HomeOpinion & AnalysisSRC-Zifa rift unhelpful

SRC-Zifa rift unhelpful


WHILE the Sports and Recreation Commission (SRC)’s decision to suspend Zifa general-secretary Joseph Mamutse to institute investigations into a number of key issues is in the interest of the national game, it can’t escape the fact that there is urgent need for consensus by all football stakeholders to move the game forward.


The SRC board suspended the Zifa chief a week ago from all football related activities to facilitate investigations into the circumstances surrounding the clearance of national football teams to participate in tournaments in South Africa without the approval of both the sports governing body and the Health ministry in light of the stringent COVID-19 protocols.

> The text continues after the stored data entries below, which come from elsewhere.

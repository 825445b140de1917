//! External command execution.
//!
//! [`CommandRunner`] is the seam between trial logic and the operating
//! system: [`SystemCommandRunner`] spawns real processes, tests substitute a
//! scripted fake so no network state is ever touched.
use std::io::{self, Read};
use std::process::{Child, Command, Stdio};
use std::thread::{self, JoinHandle};
use std::time::{Duration, Instant};

use log::debug;

/// How often a running child is polled while a timeout is in force.
const POLL_INTERVAL: Duration = Duration::from_millis(50);

/// Captured result of a finished command. Output is decoded lossily.
#[derive(Debug, Clone, Default, PartialEq, Eq)]
pub struct CommandOutput {
    /// Exit code, `None` when the process was terminated by a signal.
    pub code: Option<i32>,
    pub stdout: String,
    pub stderr: String,
}

impl CommandOutput {
    pub fn success(&self) -> bool {
        self.code == Some(0)
    }
}

#[derive(Debug, thiserror::Error)]
pub enum RunError {
    #[error("`{program}` did not finish within {after:?}")]
    TimedOut { program: String, after: Duration },

    #[error("failed to run `{program}`: {source}")]
    Io {
        program: String,
        #[source]
        source: io::Error,
    },
}

pub trait CommandRunner {
    /// Run `program` with `args` to completion, capturing stdout and stderr
    /// separately. With a `timeout`, a child still running at the deadline is
    /// killed and [`RunError::TimedOut`] is returned.
    fn run(
        &self,
        program: &str,
        args: &[&str],
        timeout: Option<Duration>,
    ) -> Result<CommandOutput, RunError>;
}

impl<R: CommandRunner + ?Sized> CommandRunner for &R {
    fn run(
        &self,
        program: &str,
        args: &[&str],
        timeout: Option<Duration>,
    ) -> Result<CommandOutput, RunError> {
        (**self).run(program, args, timeout)
    }
}

/// Runs commands through `std::process`.
#[derive(Debug, Default, Clone, Copy)]
pub struct SystemCommandRunner;

impl SystemCommandRunner {
    pub fn new() -> Self {
        Self
    }
}

impl CommandRunner for SystemCommandRunner {
    fn run(
        &self,
        program: &str,
        args: &[&str],
        timeout: Option<Duration>,
    ) -> Result<CommandOutput, RunError> {
        let io_err = |source| RunError::Io {
            program: program.to_string(),
            source,
        };
        debug!("exec {} ({} args)", program, args.len());
        let mut child = Command::new(program)
            .args(args)
            .stdin(Stdio::null())
            .stdout(Stdio::piped())
            .stderr(Stdio::piped())
            .spawn()
            .map_err(io_err)?;

        // Drain both pipes concurrently so a full pipe cannot stall the child
        // while we wait on it.
        let stdout = drain(child.stdout.take());
        let stderr = drain(child.stderr.take());

        let status = match timeout {
            None => child.wait().map_err(io_err)?,
            Some(limit) => match wait_until(&mut child, limit).map_err(io_err)? {
                Some(status) => status,
                None => {
                    let _ = child.kill();
                    let _ = child.wait();
                    return Err(RunError::TimedOut {
                        program: program.to_string(),
                        after: limit,
                    });
                }
            },
        };

        Ok(CommandOutput {
            code: status.code(),
            stdout: collect(stdout),
            stderr: collect(stderr),
        })
    }
}

fn wait_until(child: &mut Child, limit: Duration) -> io::Result<Option<std::process::ExitStatus>> {
    let deadline = Instant::now() + limit;
    loop {
        if let Some(status) = child.try_wait()? {
            return Ok(Some(status));
        }
        let now = Instant::now();
        if now >= deadline {
            return Ok(None);
        }
        thread::sleep(POLL_INTERVAL.min(deadline - now));
    }
}

fn drain<R: Read + Send + 'static>(pipe: Option<R>) -> Option<JoinHandle<Vec<u8>>> {
    pipe.map(|mut p| {
        thread::spawn(move || {
            let mut buf = Vec::new();
            let _ = p.read_to_end(&mut buf);
            buf
        })
    })
}

fn collect(handle: Option<JoinHandle<Vec<u8>>>) -> String {
    let bytes = handle.and_then(|h| h.join().ok()).unwrap_or_default();
    String::from_utf8_lossy(&bytes).into_owned()
}
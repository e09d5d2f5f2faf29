//! Cache Layer
//!
//! A small key-value capability injected into the components that need it,
//! plus the per-owner creation draft log built on top of it.

mod draft_log;
mod memory;

use async_trait::async_trait;
use std::time::Duration;

use crate::domain::{DomainError, DomainResult};

pub use draft_log::{DraftLog, DEFAULT_KEY_PREFIX};
pub use memory::MemoryCache;

/// String key-value store
///
/// Entries may be lost at any time (restart, eviction by the backend);
/// callers must treat the cache as best-effort.
#[async_trait]
pub trait KeyValueCache: Send + Sync {
    async fn get(&self, key: &str) -> DomainResult<Option<String>>;

    /// Store `value` under `key`. `ttl = None` keeps it until overwritten.
    async fn set(&self, key: &str, value: String, ttl: Option<Duration>) -> DomainResult<()>;
}

impl From<serde_json::Error> for DomainError {
    fn from(e: serde_json::Error) -> Self {
        DomainError::Internal(e.to_string())
    }
}
//! Application Configuration
//!
//! Loaded from a TOML file. Every field has a default, so a missing file or
//! an empty one yields a working configuration.

use serde::{Deserialize, Serialize};
use std::path::{Path, PathBuf};
use thiserror::Error;

use crate::cache::DEFAULT_KEY_PREFIX;
use crate::routes::DEFAULT_LOGIN_URL;

#[derive(Debug, Error)]
pub enum ConfigError {
    #[error("Failed to read config: {0}")]
    Io(#[from] std::io::Error),

    #[error("Failed to parse config: {0}")]
    Parse(#[from] toml::de::Error),
}

#[derive(Debug, Clone, PartialEq, Serialize, Deserialize)]
#[serde(default)]
pub struct AppConfig {
    /// SQLite file; `:memory:` for a throwaway database
    pub database_path: PathBuf,
    /// Directory for rolling log files; logging to file is off when unset
    pub log_dir: Option<PathBuf>,
    /// `daily`, `hourly`, `minutely` or `never`
    pub log_rotation: String,
    pub app_name: String,
    /// Where anonymous requests are sent
    pub login_url: String,
    pub ordering: OrderingConfig,
    pub drafts: DraftConfig,
}

impl Default for AppConfig {
    fn default() -> Self {
        Self {
            database_path: PathBuf::from("tasks.db"),
            log_dir: None,
            log_rotation: "daily".to_string(),
            app_name: "TaskList".to_string(),
            login_url: DEFAULT_LOGIN_URL.to_string(),
            ordering: OrderingConfig::default(),
            drafts: DraftConfig::default(),
        }
    }
}

#[derive(Debug, Clone, Default, PartialEq, Serialize, Deserialize)]
#[serde(default)]
pub struct OrderingConfig {
    /// Renumber the owner's tasks to 0..n-1 after every reorder
    pub repair_after_reorder: bool,
}

#[derive(Debug, Clone, PartialEq, Serialize, Deserialize)]
#[serde(default)]
pub struct DraftConfig {
    pub enabled: bool,
    pub key_prefix: String,
}

impl Default for DraftConfig {
    fn default() -> Self {
        Self {
            enabled: true,
            key_prefix: DEFAULT_KEY_PREFIX.to_string(),
        }
    }
}

/// Load configuration from `path`
///
/// Returns `Ok(AppConfig::default())` if the file does not exist.
pub fn load_config(path: &Path) -> Result<AppConfig, ConfigError> {
    if !path.exists() {
        log::debug!("Config not found at {}; using defaults", path.display());
        return Ok(AppConfig::default());
    }
    let content = std::fs::read_to_string(path)?;
    let config: AppConfig = toml::from_str(&content)?;
    log::debug!("Loaded config from {}", path.display());
    Ok(config)
}
//! Commands Layer
//!
//! Transport-agnostic handlers for the task endpoints. The HTTP glue decodes
//! the request into a `Session` and `FormData`, calls a handler, and turns
//! the result into a response using `Redirect::location` or
//! `CommandError::status`.

mod error;
mod task_cmd;


pub use error::{CommandError, CommandResult, Redirect};
pub use task_cmd::*;
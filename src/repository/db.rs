//! Database Connection and Setup
//!
//! Manages the SQLite connection and schema migrations.

use rusqlite::Connection;
use std::path::Path;
use std::sync::Arc;
use tokio::sync::Mutex;

use crate::domain::{DomainError, DomainResult};

/// Shared handle to the single SQLite connection
pub type SharedConnection = Arc<Mutex<Option<Connection>>>;

/// Database state wrapper
#[derive(Clone, Default)]
pub struct DbState {
    pub conn: SharedConnection,
}

impl DbState {
    pub fn new() -> Self {
        Self {
            conn: Arc::new(Mutex::new(None)),
        }
    }

    /// Handle to pass into repositories
    pub fn connection(&self) -> SharedConnection {
        self.conn.clone()
    }

    pub async fn is_initialized(&self) -> bool {
        self.conn.lock().await.is_some()
    }
}

impl From<rusqlite::Error> for DomainError {
    fn from(e: rusqlite::Error) -> Self {
        DomainError::Internal(e.to_string())
    }
}

pub(crate) fn not_initialized() -> DomainError {
    DomainError::Internal("Database not initialized".to_string())
}

/// Open the database at `db_path` (`:memory:` for an in-memory database)
/// and run migrations
pub async fn init_db(db_path: &Path) -> DomainResult<DbState> {
    let conn = Connection::open(db_path)?;

    run_migrations(&conn)?;
    log::info!("Database ready at {}", db_path.display());

    let state = DbState::new();
    *state.conn.lock().await = Some(conn);
    Ok(state)
}

/// Check if a column exists in a table
fn column_exists(conn: &Connection, table: &str, column: &str) -> DomainResult<bool> {
    let mut stmt = conn.prepare(&format!("PRAGMA table_info({})", table))?;
    let mut rows = stmt.query([])?;
    while let Some(row) = rows.next()? {
        let name: String = row.get(1)?;
        if name == column {
            return Ok(true);
        }
    }
    Ok(false)
}

/// Run database migrations
fn run_migrations(conn: &Connection) -> DomainResult<()> {
    conn.execute(
        "CREATE TABLE IF NOT EXISTS tasks (
            id INTEGER PRIMARY KEY AUTOINCREMENT,
            owner_id INTEGER NOT NULL,
            title TEXT NOT NULL,
            description TEXT NOT NULL DEFAULT '',
            complete INTEGER NOT NULL DEFAULT 0,
            created_at INTEGER NOT NULL
        )",
        [],
    )?;

    // Databases created before manual ordering existed lack the order key
    if !column_exists(conn, "tasks", "position")? {
        conn.execute(
            "ALTER TABLE tasks ADD COLUMN position INTEGER NOT NULL DEFAULT 0",
            [],
        )
        .map_err(|e| DomainError::Internal(format!("Failed to add position: {}", e)))?;
    }

    conn.execute(
        "CREATE INDEX IF NOT EXISTS idx_tasks_owner_position ON tasks(owner_id, position)",
        [],
    )?;

    Ok(())
}
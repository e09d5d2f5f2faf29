//! Task Entity
//!
//! A single entry in an owner's ordered task list.

use chrono::{DateTime, Utc};
use serde::{Deserialize, Serialize};

use super::entity::{Entity, Owned};

/// A task owned by exactly one user
#[derive(Debug, Clone, PartialEq, Serialize, Deserialize)]
pub struct Task {
    /// Unique identifier, assigned by the store
    pub id: u32,
    /// Owner; never changes after creation
    pub owner_id: u32,
    pub title: String,
    pub description: String,
    /// Completion status
    pub complete: bool,
    pub created_at: DateTime<Utc>,
    /// Order key among the owner's tasks
    pub position: i32,
}

impl Task {
    /// Build an unsaved task from a draft
    pub fn from_draft(owner_id: u32, draft: &TaskDraft) -> Self {
        Self {
            id: 0,
            owner_id,
            title: draft.title.clone(),
            description: draft.description.clone(),
            complete: draft.complete,
            created_at: Utc::now(),
            position: 0,
        }
    }
}

impl Entity for Task {
    type Id = u32;

    fn id(&self) -> Self::Id {
        self.id
    }
}

impl Owned for Task {
    fn owner_id(&self) -> u32 {
        self.owner_id
    }
}

/// User-submitted task fields, as accepted by create and update
#[derive(Debug, Clone, PartialEq, Eq, Default, Serialize, Deserialize)]
pub struct TaskDraft {
    pub title: String,
    #[serde(default)]
    pub description: String,
    #[serde(default)]
    pub complete: bool,
}

impl TaskDraft {
    pub fn new(title: impl Into<String>, description: impl Into<String>) -> Self {
        Self {
            title: title.into(),
            description: description.into(),
            complete: false,
        }
    }
}
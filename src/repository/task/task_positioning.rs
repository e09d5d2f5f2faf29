//! Task Positioning Operations
//!
//! Order key management: applying a submitted permutation as one
//! transaction, and the optional dense reindex.

use async_trait::async_trait;
use rusqlite::{params, Transaction};

use super::super::db::not_initialized;
use crate::domain::{DomainError, DomainResult};

/// What a reorder batch actually touched
#[derive(Debug, Clone, Default, PartialEq, Eq)]
pub struct ReorderOutcome {
    /// Rows whose order key was written
    pub applied: usize,
    /// Submitted ids that are unknown or owned by someone else
    pub skipped: Vec<u32>,
}

/// Trait for task positioning operations
#[async_trait]
pub trait TaskPositioningOperations {
    /// Set the order key of each of the owner's tasks to its index in `ids`.
    ///
    /// Ids that are unknown or belong to another owner are skipped without
    /// error. Tasks not mentioned keep their current key. All writes happen
    /// in a single transaction.
    async fn reorder(&self, owner_id: u32, ids: &[u32]) -> DomainResult<ReorderOutcome>;

    /// Renumber the owner's tasks to 0..n-1, keeping the current
    /// `(position, id)` order. Returns the number of tasks.
    async fn reindex(&self, owner_id: u32) -> DomainResult<usize>;

    /// `reorder` followed by `reindex`, committed as one transaction
    async fn reorder_dense(&self, owner_id: u32, ids: &[u32]) -> DomainResult<ReorderOutcome>;
}

#[async_trait]
impl TaskPositioningOperations for super::task_repo::TaskRepository {
    async fn reorder(&self, owner_id: u32, ids: &[u32]) -> DomainResult<ReorderOutcome> {
        let mut guard = self.conn.lock().await;
        let conn = guard.as_mut().ok_or_else(not_initialized)?;

        let tx = conn.transaction()?;
        let outcome = apply_positions(&tx, owner_id, ids)?;
        // Dropping `tx` on any error above rolls the whole batch back
        tx.commit()?;

        log_skipped(owner_id, &outcome);
        Ok(outcome)
    }

    async fn reindex(&self, owner_id: u32) -> DomainResult<usize> {
        let mut guard = self.conn.lock().await;
        let conn = guard.as_mut().ok_or_else(not_initialized)?;

        let tx = conn.transaction()?;
        let count = renumber(&tx, owner_id)?;
        tx.commit()?;

        Ok(count)
    }

    async fn reorder_dense(&self, owner_id: u32, ids: &[u32]) -> DomainResult<ReorderOutcome> {
        let mut guard = self.conn.lock().await;
        let conn = guard.as_mut().ok_or_else(not_initialized)?;

        let tx = conn.transaction()?;
        let outcome = apply_positions(&tx, owner_id, ids)?;
        let count = renumber(&tx, owner_id)?;
        tx.commit()?;

        log_skipped(owner_id, &outcome);
        log::debug!("Reindexed {} tasks for owner {}", count, owner_id);
        Ok(outcome)
    }
}

fn apply_positions(tx: &Transaction<'_>, owner_id: u32, ids: &[u32]) -> DomainResult<ReorderOutcome> {
    let mut outcome = ReorderOutcome::default();
    let mut stmt = tx.prepare("UPDATE tasks SET position = ?1 WHERE id = ?2 AND owner_id = ?3")?;
    for (idx, id) in ids.iter().enumerate() {
        let position = i32::try_from(idx)
            .map_err(|_| DomainError::InvalidInput("Too many positions".to_string()))?;
        if stmt.execute(params![position, id, owner_id])? == 0 {
            outcome.skipped.push(*id);
        } else {
            outcome.applied += 1;
        }
    }
    Ok(outcome)
}

fn renumber(tx: &Transaction<'_>, owner_id: u32) -> DomainResult<usize> {
    let ids = {
        let mut stmt = tx.prepare("SELECT id FROM tasks WHERE owner_id = ?1 ORDER BY position, id")?;
        let ids = stmt
            .query_map(params![owner_id], |row| row.get::<_, u32>(0))?
            .collect::<Result<Vec<_>, _>>()?;
        ids
    };

    let mut stmt = tx.prepare("UPDATE tasks SET position = ?1 WHERE id = ?2")?;
    for (new_pos, id) in ids.iter().enumerate() {
        let position = i32::try_from(new_pos)
            .map_err(|_| DomainError::Internal("Too many tasks to reindex".to_string()))?;
        stmt.execute(params![position, id])?;
    }

    Ok(ids.len())
}

fn log_skipped(owner_id: u32, outcome: &ReorderOutcome) {
    if !outcome.skipped.is_empty() {
        log::debug!(
            "Reorder for owner {} skipped {} foreign or unknown ids",
            owner_id,
            outcome.skipped.len()
        );
    }
}
//! Task Search Operations

use async_trait::async_trait;
use rusqlite::params;

use super::super::db::not_initialized;
use super::super::traits::SearchableRepository;
use super::task_repo::{row_to_task, TaskRepository, TASK_COLUMNS};
use crate::domain::{DomainError, DomainResult, Task};

#[async_trait]
impl SearchableRepository<Task> for TaskRepository {
    /// Case-sensitive substring match on the title, in list order
    async fn search(&self, owner_id: u32, query: &str) -> DomainResult<Vec<Task>> {
        let guard = self.conn.lock().await;
        let conn = guard.as_ref().ok_or_else(not_initialized)?;

        let mut stmt = conn.prepare(&format!(
            "SELECT {} FROM tasks WHERE owner_id = ?1 AND instr(title, ?2) > 0 ORDER BY position ASC, id ASC",
            TASK_COLUMNS
        ))?;
        let tasks = stmt
            .query_map(params![owner_id, query], row_to_task)?
            .collect::<Result<Vec<_>, _>>()?;
        Ok(tasks)
    }
}

/// Counting queries used by the task list view
#[async_trait]
pub trait TaskSearchOperations {
    /// Number of the owner's tasks not yet complete
    async fn count_incomplete(&self, owner_id: u32) -> DomainResult<usize>;
}

#[async_trait]
impl TaskSearchOperations for TaskRepository {
    async fn count_incomplete(&self, owner_id: u32) -> DomainResult<usize> {
        let guard = self.conn.lock().await;
        let conn = guard.as_ref().ok_or_else(not_initialized)?;

        let count: i64 = conn.query_row(
            "SELECT COUNT(*) FROM tasks WHERE owner_id = ?1 AND complete = 0",
            params![owner_id],
            |row| row.get(0),
        )?;
        usize::try_from(count).map_err(|e| DomainError::Internal(e.to_string()))
    }
}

The sports regulatory body also suspended its director-general Prince Mupazviriho over irregularities in the clearance of the teams for foreign assignments. Because human nature has an inclination to resist change in favour of the status quo, Zifa has demanded the reinstatement of its chief executive, arguing that SRC’s actions were unprocedural and a violation of Fifa statutes which stipulate that member associations should run football activities independently without undue influence from government or third parties.

The local soccer controlling body has since approached the Administrative Court as the tiff between the two parties escalates.

This bickering between the two sports bodies is unhelpful as it supresses the development of the local game.

A sport that has for a long time been crying out for commercial partners in a small economy like Zimbabwe and which has been dislocated by high levels of corruption and general mismanagement should not continue to alienate itself from the corporate world.

The cumulative effects of this is that we will lose our best players to other leagues where they are better remunerated.

The tragedy is that some of them even end up in less competitive leagues like Lesotho and Botswana as long as they are guaranteed better rewards. This will result in poor development of players for national teams. It should then not be a surprise if our national teams perform badly when it matters most.

Our game does not need any other preventable distractions after the deadly COVID-19 pandemic that paralysed sport across the world.

That other leagues across the globe, including neighbours Zambia, have restarted after lockdowns imposed in March should help bring football stakeholders together and map the way forward for the development of football.

We believe all stakeholders should strive to facilitate the development of the game rather than create conditions which inhibit it.

Athletes are the ultimate victims of this stand-off between the two sports governing bodies. Players earn a living from the game and it is difficult to imagine how Zimbabwean players have been surviving without football since March.

Our football clubs are reliant on gatetakings unlike in countries like South Africa where they depend mainly on broadcasting rights and sponsorships.

The bio-bubble concept favoured by government is what has allowed other countries to resume sports activities and the same should happen in Zimbabwe. Zifa’s rebellious nature is not helping because it is still governed by local health regulations despite operating “independently.”

Hence, its intransigence is driving key stakeholders — the players — into abject poverty.

Zifa can wave Fifa statues in the face of everyone but the fact of the matter is that years of maladministration and corruption by its various administrations have eroded public trust and compromised national teams.

There is no public sympathy for Zifa’s grandstanding, we are sorry to say. It is, therefore, imperative that all stakeholders swallow their pride and come together, with humility to chart the way forward.

Besides, the SRC is a constitutional body tasked with protecting our sporting discplines and oversee the running of sport and recreation programmes by national sport associations — Zifa included.